//! Camp Context - Value Objects

use std::ops::RangeInclusive;

use serde::{Deserialize, Serialize};

use super::DomainError;

macro_rules! row_id {
    ($(#[$meta:meta])* $name:ident) => {
        $(#[$meta])*
        #[derive(Debug, Clone, Copy, PartialEq, Eq, Hash, PartialOrd, Ord, Serialize, Deserialize)]
        pub struct $name(i64);

        impl $name {
            pub fn new(id: i64) -> Self {
                Self(id)
            }

            pub fn value(&self) -> i64 {
                self.0
            }
        }

        impl std::fmt::Display for $name {
            fn fmt(&self, f: &mut std::fmt::Formatter<'_>) -> std::fmt::Result {
                write!(f, "{}", self.0)
            }
        }
    };
}

row_id!(
    /// 营员主键（自增）
    CamperId
);
row_id!(
    /// 活动主键（自增）
    ActivityId
);

/// 营员名字
///
/// 不变量: 非空
#[derive(Debug, Clone, PartialEq, Eq, Serialize, Deserialize)]
pub struct CamperName(String);

impl CamperName {
    pub fn parse(name: Option<String>) -> Result<Self, DomainError> {
        match name {
            Some(name) if !name.is_empty() => Ok(Self(name)),
            _ => Err(DomainError::MissingName),
        }
    }

    pub fn as_str(&self) -> &str {
        &self.0
    }
}

impl std::fmt::Display for CamperName {
    fn fmt(&self, f: &mut std::fmt::Formatter<'_>) -> std::fmt::Result {
        write!(f, "{}", self.0)
    }
}

/// 营员年龄
///
/// 不变量: 8 <= age <= 18
#[derive(Debug, Clone, Copy, PartialEq, Eq, Serialize, Deserialize)]
pub struct CamperAge(i64);

impl CamperAge {
    pub const RANGE: RangeInclusive<i64> = 8..=18;

    pub fn parse(age: Option<i64>) -> Result<Self, DomainError> {
        let age = age.ok_or(DomainError::MissingAge)?;
        if !Self::RANGE.contains(&age) {
            return Err(DomainError::AgeOutOfRange(age));
        }
        Ok(Self(age))
    }

    pub fn value(&self) -> i64 {
        self.0
    }
}

/// 报名时段（一天中的小时）
///
/// 不变量: 0 <= time <= 23
#[derive(Debug, Clone, Copy, PartialEq, Eq, Serialize, Deserialize)]
pub struct SignupTime(i64);

impl SignupTime {
    pub const RANGE: RangeInclusive<i64> = 0..=23;

    pub fn parse(time: Option<i64>) -> Result<Self, DomainError> {
        let time = time.ok_or(DomainError::MissingTime)?;
        if !Self::RANGE.contains(&time) {
            return Err(DomainError::TimeOutOfRange(time));
        }
        Ok(Self(time))
    }

    pub fn value(&self) -> i64 {
        self.0
    }
}
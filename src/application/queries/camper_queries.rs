//! Camper Queries

/// 获取营员详情查询（包含报名及活动）
#[derive(Debug, Clone)]
pub struct GetCamper {
    pub camper_id: i64,
}

/// 列出所有营员查询
#[derive(Debug, Clone)]
pub struct ListCampers;
//! camp-seed：清空数据库并写入一组固定的开发数据
//!
//! 与服务器读取同一份配置（环境变量 > 配置文件 > 默认值）

use anyhow::Context;

use camp_signup::application::{
    ActivityRepositoryPort, CamperRepositoryPort, SignupRepositoryPort,
};
use camp_signup::config::load_config;
use camp_signup::domain::{Activity, ActivityId, Camper, CamperId, Signup};
use camp_signup::infrastructure::persistence::sqlite::{
    clear_all_data, create_pool, run_migrations, DatabaseConfig, SqliteActivityRepository,
    SqliteCamperRepository, SqliteSignupRepository,
};

const CAMPERS: &[(&str, i64)] = &[
    ("Caitlin", 8),
    ("Lizzie", 9),
    ("Nicholas", 12),
    ("Ashley", 11),
    ("Ryan", 15),
    ("Dominic", 10),
    ("Brianna", 17),
    ("Jasmine", 13),
];

const ACTIVITIES: &[(&str, i64)] = &[
    ("Archery", 2),
    ("Swimming in the lake", 1),
    ("Hiking by the stream", 3),
    ("Mountain biking", 4),
    ("Canoeing", 3),
    ("Rock climbing", 5),
];

/// (营员下标, 活动下标, 时刻)
const SIGNUPS: &[(usize, usize, i64)] = &[
    (0, 0, 9),
    (0, 1, 14),
    (1, 2, 10),
    (2, 3, 8),
    (2, 5, 16),
    (3, 1, 11),
    (4, 5, 13),
    (5, 4, 15),
    (6, 2, 7),
    (7, 0, 20),
];

#[tokio::main]
async fn main() -> anyhow::Result<()> {
    tracing_subscriber::fmt::init();

    let config = load_config().context("Failed to load config")?;
    if config.database.uses_file_path() {
        if let Some(parent) = std::path::Path::new(&config.database.path).parent() {
            if !parent.as_os_str().is_empty() {
                tokio::fs::create_dir_all(parent).await?;
            }
        }
    }

    let pool = create_pool(&DatabaseConfig {
        database_url: config.database.database_url(),
        max_connections: config.database.max_connections,
    })
    .await?;
    run_migrations(&pool).await?;

    tracing::info!("Clearing db...");
    clear_all_data(&pool).await?;

    let camper_repo = SqliteCamperRepository::new(pool.clone());
    let activity_repo = SqliteActivityRepository::new(pool.clone());
    let signup_repo = SqliteSignupRepository::new(pool.clone());

    tracing::info!("Seeding campers...");
    let mut camper_ids = Vec::with_capacity(CAMPERS.len());
    for (name, age) in CAMPERS {
        let camper = Camper::new(Some(name.to_string()), Some(*age))?;
        camper_ids.push(camper_repo.insert(&camper).await?.id);
    }

    tracing::info!("Seeding activities...");
    let mut activity_ids = Vec::with_capacity(ACTIVITIES.len());
    for (name, difficulty) in ACTIVITIES {
        let activity = Activity::new(Some(name.to_string()), Some(*difficulty));
        activity_ids.push(activity_repo.insert(&activity).await?.id);
    }

    tracing::info!("Seeding signups...");
    for &(camper, activity, time) in SIGNUPS {
        let signup = Signup::new(
            Some(time),
            CamperId::new(camper_ids[camper]),
            ActivityId::new(activity_ids[activity]),
        )?;
        signup_repo.insert(&signup).await?;
    }

    tracing::info!(
        campers = camper_ids.len(),
        activities = activity_ids.len(),
        signups = SIGNUPS.len(),
        "Done seeding!"
    );

    pool.close().await;
    Ok(())
}
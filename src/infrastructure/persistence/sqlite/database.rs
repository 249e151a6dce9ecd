//! SQLite Database - 数据库连接和迁移

use sqlx::sqlite::{SqliteConnectOptions, SqliteJournalMode, SqlitePoolOptions, SqliteSynchronous};
use sqlx::{Pool, Sqlite};
use std::str::FromStr;
use std::time::Duration;

use crate::application::ports::RepositoryError;

/// 数据库配置
#[derive(Debug, Clone)]
pub struct DatabaseConfig {
    /// 数据库连接 URL
    pub database_url: String,
    /// 最大连接数
    pub max_connections: u32,
}

impl DatabaseConfig {
    /// 内存数据库，连接不过期（最后一个连接关闭时库即消失）
    pub fn in_memory() -> Self {
        Self {
            database_url: "sqlite::memory:".to_string(),
            max_connections: 1,
        }
    }

    fn is_in_memory(&self) -> bool {
        self.database_url.contains(":memory:")
    }
}

/// 数据库连接池（每个请求经由仓储使用，无其他共享状态）
pub type DbPool = Pool<Sqlite>;

/// 创建数据库连接池
pub async fn create_pool(config: &DatabaseConfig) -> Result<DbPool, sqlx::Error> {
    // PRAGMA 按连接生效，放在连接选项里保证池中每个连接都一致
    let options = SqliteConnectOptions::from_str(&config.database_url)?
        .foreign_keys(true)
        .journal_mode(SqliteJournalMode::Wal)
        .synchronous(SqliteSynchronous::Normal)
        .busy_timeout(Duration::from_millis(5000));

    let mut pool_options = SqlitePoolOptions::new().max_connections(config.max_connections);
    if config.is_in_memory() {
        pool_options = pool_options.idle_timeout(None).max_lifetime(None);
    }

    let pool = pool_options.connect_with(options).await?;

    tracing::info!(
        url = %config.database_url,
        max_connections = config.max_connections,
        "SQLite pool created with foreign keys, WAL mode and busy_timeout=5000ms"
    );

    Ok(pool)
}

/// 运行数据库迁移
pub async fn run_migrations(pool: &DbPool) -> Result<(), sqlx::Error> {
    // 创建 campers 表
    sqlx::query(
        r#"
        CREATE TABLE IF NOT EXISTS campers (
            id INTEGER PRIMARY KEY AUTOINCREMENT,
            name TEXT NOT NULL,
            age INTEGER NOT NULL
        )
        "#,
    )
    .execute(pool)
    .await?;

    // 创建 activities 表
    sqlx::query(
        r#"
        CREATE TABLE IF NOT EXISTS activities (
            id INTEGER PRIMARY KEY AUTOINCREMENT,
            name TEXT,
            difficulty INTEGER
        )
        "#,
    )
    .execute(pool)
    .await?;

    // 创建 signups 表（父行删除时级联）
    sqlx::query(
        r#"
        CREATE TABLE IF NOT EXISTS signups (
            id INTEGER PRIMARY KEY AUTOINCREMENT,
            time INTEGER NOT NULL,
            camper_id INTEGER NOT NULL,
            activity_id INTEGER NOT NULL,
            CONSTRAINT fk_signups_camper_id_campers
                FOREIGN KEY (camper_id) REFERENCES campers(id) ON DELETE CASCADE,
            CONSTRAINT fk_signups_activity_id_activities
                FOREIGN KEY (activity_id) REFERENCES activities(id) ON DELETE CASCADE
        )
        "#,
    )
    .execute(pool)
    .await?;

    // 创建索引
    sqlx::query(
        r#"
        CREATE INDEX IF NOT EXISTS ix_signups_camper_id
        ON signups(camper_id)
        "#,
    )
    .execute(pool)
    .await?;

    sqlx::query(
        r#"
        CREATE INDEX IF NOT EXISTS ix_signups_activity_id
        ON signups(activity_id)
        "#,
    )
    .execute(pool)
    .await?;

    tracing::info!("Database migrations completed");
    Ok(())
}

/// 清空全部业务数据并重置自增序列
pub async fn clear_all_data(pool: &DbPool) -> Result<(), sqlx::Error> {
    let mut tx = pool.begin().await?;

    for table in ["signups", "activities", "campers"] {
        sqlx::query(&format!("DELETE FROM {}", table))
            .execute(&mut *tx)
            .await?;
    }
    sqlx::query("DELETE FROM sqlite_sequence WHERE name IN ('signups', 'activities', 'campers')")
        .execute(&mut *tx)
        .await?;

    tx.commit().await?;

    tracing::info!("All camp data cleared");
    Ok(())
}

/// sqlx 错误转换为仓储错误
pub(crate) fn db_error(err: sqlx::Error) -> RepositoryError {
    match &err {
        sqlx::Error::Database(db) if db.is_foreign_key_violation() => {
            RepositoryError::ForeignKeyViolation(db.message().to_string())
        }
        _ => RepositoryError::DatabaseError(err.to_string()),
    }
}

/// 测试用：已迁移的内存数据库
#[cfg(test)]
pub(crate) async fn test_pool() -> DbPool {
    let pool = create_pool(&DatabaseConfig::in_memory()).await.unwrap();
    run_migrations(&pool).await.unwrap();
    pool
}

#[cfg(test)]
mod tests {
    use super::*;

    #[tokio::test]
    async fn test_create_in_memory_db() {
        let config = DatabaseConfig::in_memory();
        let pool = create_pool(&config).await.unwrap();
        run_migrations(&pool).await.unwrap();
        // 迁移可重复执行
        run_migrations(&pool).await.unwrap();
    }

    #[tokio::test]
    async fn test_foreign_keys_are_enforced() {
        let pool = test_pool().await;

        let err = sqlx::query("INSERT INTO signups (time, camper_id, activity_id) VALUES (1, 7, 7)")
            .execute(&pool)
            .await
            .unwrap_err();

        assert!(matches!(db_error(err), RepositoryError::ForeignKeyViolation(_)));
    }

    #[tokio::test]
    async fn test_clear_all_data_resets_ids() {
        let pool = test_pool().await;
        sqlx::query("INSERT INTO campers (name, age) VALUES ('Alex', 12)")
            .execute(&pool)
            .await
            .unwrap();

        clear_all_data(&pool).await.unwrap();

        let count: i64 = sqlx::query_scalar("SELECT COUNT(*) FROM campers")
            .fetch_one(&pool)
            .await
            .unwrap();
        assert_eq!(count, 0);

        let id = sqlx::query("INSERT INTO campers (name, age) VALUES ('Sam', 10)")
            .execute(&pool)
            .await
            .unwrap()
            .last_insert_rowid();
        assert_eq!(id, 1);
    }

    #[test]
    fn test_in_memory_detection() {
        let config = DatabaseConfig {
            database_url: "sqlite:data/camp.db?mode=rwc".to_string(),
            max_connections: 5,
        };
        assert!(!config.is_in_memory());
        assert!(DatabaseConfig::in_memory().is_in_memory());
    }

    #[tokio::test]
    async fn test_file_database_pool() {
        let dir = tempfile::tempdir().unwrap();
        let config = DatabaseConfig {
            database_url: format!("sqlite:{}?mode=rwc", dir.path().join("camp.db").display()),
            max_connections: 2,
        };

        let pool = create_pool(&config).await.unwrap();
        run_migrations(&pool).await.unwrap();
        sqlx::query("INSERT INTO activities (name, difficulty) VALUES ('Archery', 2)")
            .execute(&pool)
            .await
            .unwrap();
        pool.close().await;

        let pool = create_pool(&config).await.unwrap();
        let count: i64 = sqlx::query_scalar("SELECT COUNT(*) FROM activities")
            .fetch_one(&pool)
            .await
            .unwrap();
        assert_eq!(count, 1);
    }
}
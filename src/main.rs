//! Camp Signup - 夏令营报名服务
//!
//! 启动流程：配置 → 日志 → 数据库 → HTTP 服务器

use camp_signup::config::{load_config, print_config, AppConfig};
use camp_signup::infrastructure::http::{AppState, HttpServer, ServerConfig};
use camp_signup::infrastructure::persistence::sqlite::{
    create_pool, run_migrations, DatabaseConfig,
};

fn init_tracing(config: &AppConfig) {
    let log_filter = format!(
        "{},camp_signup={},tower_http=debug,sqlx=warn",
        config.log.level, config.log.level
    );
    let filter = tracing_subscriber::EnvFilter::try_from_default_env()
        .unwrap_or_else(|_| tracing_subscriber::EnvFilter::new(&log_filter));

    if config.log.json {
        tracing_subscriber::fmt().json().with_env_filter(filter).init();
    } else {
        tracing_subscriber::fmt().with_env_filter(filter).init();
    }
}

async fn shutdown_signal() {
    if let Err(e) = tokio::signal::ctrl_c().await {
        tracing::error!("Failed to listen for ctrl-c: {}", e);
        return;
    }
    tracing::info!("Received shutdown signal");
}

#[tokio::main]
async fn main() -> anyhow::Result<()> {
    // 加载配置（优先级：环境变量 > 配置文件 > 默认值）
    let config = load_config().map_err(|e| anyhow::anyhow!("Failed to load config: {}", e))?;

    init_tracing(&config);

    tracing::info!("Camp Signup API");
    print_config(&config);

    // 确保数据目录存在
    if config.database.uses_file_path() {
        if let Some(parent) = std::path::Path::new(&config.database.path).parent() {
            if !parent.as_os_str().is_empty() {
                tokio::fs::create_dir_all(parent).await?;
            }
        }
    }

    // 初始化数据库
    let db_config = DatabaseConfig {
        database_url: config.database.database_url(),
        max_connections: config.database.max_connections,
    };
    let pool = create_pool(&db_config).await?;
    run_migrations(&pool).await?;

    let server_config = ServerConfig::new(&config.server.host, config.server.port);
    let server = HttpServer::new(server_config, AppState::from_pool(pool.clone()));

    server.run_with_shutdown(shutdown_signal()).await?;

    pool.close().await;
    tracing::info!("Server shutdown complete");

    Ok(())
}
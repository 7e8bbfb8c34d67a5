//! A point/ball octree (quadtree for `DIM = 2`): balanced construction over
//! mixed element sizes, nearest-element queries with branch-and-bound
//! pruning, and bulk pre-order traversal (§4.D).

use crate::geometry::{box_intersects_ball, box_point_dist2, Ball, Box as AaBox};
use crate::mesh::{FacetInfo, FacetOps};
use crate::tensor::Vector;

/// The deepest possible level of subdivision: Morton codes are built with
/// this many bits per axis (§4.D step 2).
const MORTON_BITS: u32 = 21;

/// An element an [`Octree`] can index: something with a center and, for
/// balls, a radius used by the nearest-element query's pruning bound.
pub trait SpatialElement<const DIM: usize>: Copy {
    fn center(&self) -> Vector<DIM>;
    /// Bounding radius around `center`; zero for a bare point.
    fn radius(&self) -> f64 {
        0.0
    }
}

impl<const DIM: usize> SpatialElement<DIM> for Vector<DIM> {
    fn center(&self) -> Vector<DIM> {
        *self
    }
}

/// A facet's bounding ball, tagged with the facet's index in its mesh —
/// the element type used for nearest-facet queries.
#[derive(Debug, Clone, Copy, PartialEq)]
pub struct FacetElement<const DIM: usize> {
    pub facet_index: usize,
    pub ball: Ball<DIM>,
}

impl<const DIM: usize> SpatialElement<DIM> for FacetElement<DIM> {
    fn center(&self) -> Vector<DIM> {
        self.ball.center
    }
    fn radius(&self) -> f64 {
        self.ball.radius
    }
}

/// One node of the octree. `children[i] = None` means no child occupies
/// that octant (§3).
#[derive(Debug, Clone)]
pub struct OctreeCell<const DIM: usize> {
    pub level: u32,
    pub bounds: AaBox<DIM>,
    pub begin: usize,
    pub end: usize,
    pub children: Vec<Option<usize>>,
    pub is_leaf: bool,
}

/// A hierarchical spatial index over an immutable set of elements.
pub struct Octree<const DIM: usize, E: SpatialElement<DIM>> {
    pub max_elements_per_cell: usize,
    /// Elements permuted into Morton order.
    pub elements: Vec<E>,
    pub morton_codes: Vec<u64>,
    /// `permutation[original_index] = sorted_position`.
    pub permutation: Vec<usize>,
    pub cells: Vec<OctreeCell<DIM>>,
    pub bounds: AaBox<DIM>,
}

fn n_children<const DIM: usize>() -> usize {
    1 << DIM
}

fn to_octree_space(x: f64, center: f64, half_width: f64) -> u32 {
    let leaves = (1u64 << MORTON_BITS) as f64;
    let v = ((x - center) / (2.0 * half_width) + 0.5) * leaves;
    v.floor().clamp(0.0, leaves - 1.0) as u32
}

fn morton_code<const DIM: usize>(p: &Vector<DIM>, bounds: &AaBox<DIM>) -> u64 {
    let coords: Vec<u32> = (0..DIM)
        .map(|d| to_octree_space(p[d], bounds.center[d], bounds.half_width[d]))
        .collect();
    let mut code: u64 = 0;
    for bit in 0..MORTON_BITS {
        for (axis, &c) in coords.iter().enumerate() {
            let b = (c >> bit) & 1;
            code |= (b as u64) << (bit as usize * DIM + axis);
        }
    }
    code
}

/// Octant digit (0..2^DIM) of `code` at tree `level`, where level 0 is the
/// most-significant `DIM`-bit group.
fn digit_at_level<const DIM: usize>(code: u64, level: u32) -> usize {
    let total_bits = MORTON_BITS as usize * DIM;
    let shift = total_bits - (level as usize + 1) * DIM;
    ((code >> shift) & ((1 << DIM) - 1) as u64) as usize
}

/// Child box for octant `digit` of `parent`: half the parent's half-width,
/// shifted toward the digit's corner along each axis.
fn child_box<const DIM: usize>(parent: &AaBox<DIM>, digit: usize) -> AaBox<DIM> {
    let half = Vector::from_fn(|d| parent.half_width[d] * 0.5);
    let center = Vector::from_fn(|d| {
        let sign = if (digit >> d) & 1 == 1 { 1.0 } else { -1.0 };
        parent.center[d] + sign * half[d]
    });
    AaBox::new(center, half)
}

impl<const DIM: usize, E: SpatialElement<DIM>> Octree<DIM, E> {
    /// Build an octree over `elements` with at most `max_elements_per_cell`
    /// elements per leaf (§4.D).
    pub fn build(elements: &[E], max_elements_per_cell: usize) -> Self {
        assert!(!elements.is_empty(), "cannot build an octree over zero elements");

        let centers: Vec<Vector<DIM>> = elements.iter().map(|e| e.center()).collect();
        let raw_bounds = AaBox::bounding(&centers);
        // Expand half-widths slightly so no point lies exactly on a
        // boundary (step 1).
        let bounds = AaBox::new(
            raw_bounds.center,
            Vector::from_fn(|d| raw_bounds.half_width[d] * (1.0 + 1e-10) + 1e-12),
        );

        let codes: Vec<u64> = centers.iter().map(|c| morton_code(c, &bounds)).collect();

        let mut order: Vec<usize> = (0..elements.len()).collect();
        order.sort_by_key(|&i| codes[i]);

        let permuted_elements: Vec<E> = order.iter().map(|&i| elements[i]).collect();
        let permuted_codes: Vec<u64> = order.iter().map(|&i| codes[i]).collect();
        let mut permutation = vec![0usize; elements.len()];
        for (new_idx, &old_idx) in order.iter().enumerate() {
            permutation[old_idx] = new_idx;
        }

        let mut cells = Vec::new();
        build_cell::<DIM>(&mut cells, bounds, 0, 0, permuted_codes.len(), &permuted_codes, max_elements_per_cell);

        Octree {
            max_elements_per_cell,
            elements: permuted_elements,
            morton_codes: permuted_codes,
            permutation,
            cells,
            bounds,
        }
    }

    pub fn root_index(&self) -> usize {
        0
    }

    pub fn root(&self) -> &OctreeCell<DIM> {
        &self.cells[0]
    }

    pub fn n_elements(&self) -> usize {
        self.elements.len()
    }

    /// Pre-order traversal over every cell, for algorithms (FMM passes,
    /// dual-tree traversal) that walk the whole tree.
    pub fn for_each_cell(&self, mut visit: impl FnMut(usize, &OctreeCell<DIM>)) {
        let mut stack = vec![self.root_index()];
        while let Some(idx) = stack.pop() {
            let cell = &self.cells[idx];
            visit(idx, cell);
            for child in cell.children.iter().flatten().rev() {
                stack.push(*child);
            }
        }
    }
}

fn build_cell<const DIM: usize>(
    cells: &mut Vec<OctreeCell<DIM>>,
    bounds: AaBox<DIM>,
    level: u32,
    begin: usize,
    end: usize,
    codes: &[u64],
    max_elements_per_cell: usize,
) -> usize {
    let cell_idx = cells.len();
    cells.push(OctreeCell {
        level,
        bounds,
        begin,
        end,
        children: vec![None; n_children::<DIM>()],
        is_leaf: true,
    });

    let too_deep = level >= MORTON_BITS;
    if end - begin <= max_elements_per_cell || too_deep {
        return cell_idx;
    }

    let mut children = vec![None; n_children::<DIM>()];
    let mut group_start = begin;
    let mut group_digit = digit_at_level::<DIM>(codes[begin], level);
    for i in begin..=end {
        let digit = if i < end { Some(digit_at_level::<DIM>(codes[i], level)) } else { None };
        if digit != Some(group_digit) {
            let child_idx = build_cell::<DIM>(
                cells,
                child_box(&bounds, group_digit),
                level + 1,
                group_start,
                i,
                codes,
                max_elements_per_cell,
            );
            children[group_digit] = Some(child_idx);
            if let Some(d) = digit {
                group_digit = d;
                group_start = i;
            }
        }
    }

    cells[cell_idx].is_leaf = false;
    cells[cell_idx].children = children;
    cell_idx
}

/// The result of a nearest-facet query: the facet's index, its
/// closest point to the query, and the distance.
#[derive(Debug, Clone, Copy, PartialEq)]
pub struct NearestFacet<const DIM: usize> {
    pub facet_index: usize,
    pub point: Vector<DIM>,
    pub distance: f64,
}

/// Branch-and-bound nearest-facet query against an octree of
/// [`FacetElement`]s (§4.D).
pub fn nearest_facet<const DIM: usize>(
    octree: &Octree<DIM, FacetElement<DIM>>,
    facets: &[FacetInfo<DIM>],
    query: Vector<DIM>,
) -> NearestFacet<DIM>
where
    crate::mesh::Facet<DIM>: FacetOps<DIM>,
{
    let mut best: Option<NearestFacet<DIM>> = None;
    nearest_facet_recursive(octree, facets, octree.root_index(), &query, &mut best);
    best.expect("octree has at least one element")
}

fn nearest_facet_recursive<const DIM: usize>(
    octree: &Octree<DIM, FacetElement<DIM>>,
    facets: &[FacetInfo<DIM>],
    cell_idx: usize,
    query: &Vector<DIM>,
    best: &mut Option<NearestFacet<DIM>>,
) where
    crate::mesh::Facet<DIM>: FacetOps<DIM>,
{
    let cell = &octree.cells[cell_idx];
    if cell.is_leaf {
        for i in cell.begin..cell.end {
            let elem = &octree.elements[i];
            if let Some(b) = best {
                if elem.ball.center.dist(query) > b.distance + elem.ball.radius {
                    continue;
                }
            }
            let facet = &facets[elem.facet_index].facet;
            let (_, point, distance) = facet.closest_point(query);
            if best.map(|b| distance < b.distance).unwrap_or(true) {
                *best = Some(NearestFacet { facet_index: elem.facet_index, point, distance });
            }
        }
        return;
    }

    let mut present: Vec<usize> = cell.children.iter().flatten().copied().collect();
    present.sort_by(|&a, &b| {
        let da = box_point_dist2(&octree.cells[a].bounds, query);
        let db = box_point_dist2(&octree.cells[b].bounds, query);
        da.partial_cmp(&db).unwrap()
    });

    for (i, child_idx) in present.into_iter().enumerate() {
        if i > 0 {
            if let Some(b) = best {
                let search_ball = Ball::new(*query, b.distance);
                if !box_intersects_ball(&octree.cells[child_idx].bounds, &search_ball) {
                    continue;
                }
            }
        }
        nearest_facet_recursive(octree, facets, child_idx, query, best);
    }
}

/// Brute-force nearest facet: the correctness oracle §8 invariant 5 checks
/// the octree-accelerated query against (not a performance path).
pub fn nearest_facet_brute_force<const DIM: usize>(
    facets: &[FacetInfo<DIM>],
    query: Vector<DIM>,
) -> NearestFacet<DIM>
where
    crate::mesh::Facet<DIM>: FacetOps<DIM>,
{
    facets
        .iter()
        .enumerate()
        .map(|(i, f)| {
            let (_, point, distance) = f.facet.closest_point(&query);
            NearestFacet { facet_index: i, point, distance }
        })
        .min_by(|a, b| a.distance.partial_cmp(&b.distance).unwrap())
        .expect("mesh has at least one facet")
}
######
**Exercise goal:**
Each line in the records above with "ServerConfig" must be returned.

**Response area:**
use camp_signup::infrastructure::http::{AppState, HttpServer, ServerConfig};
    let server_config = ServerConfig::new(&config.server.host, config.server.port);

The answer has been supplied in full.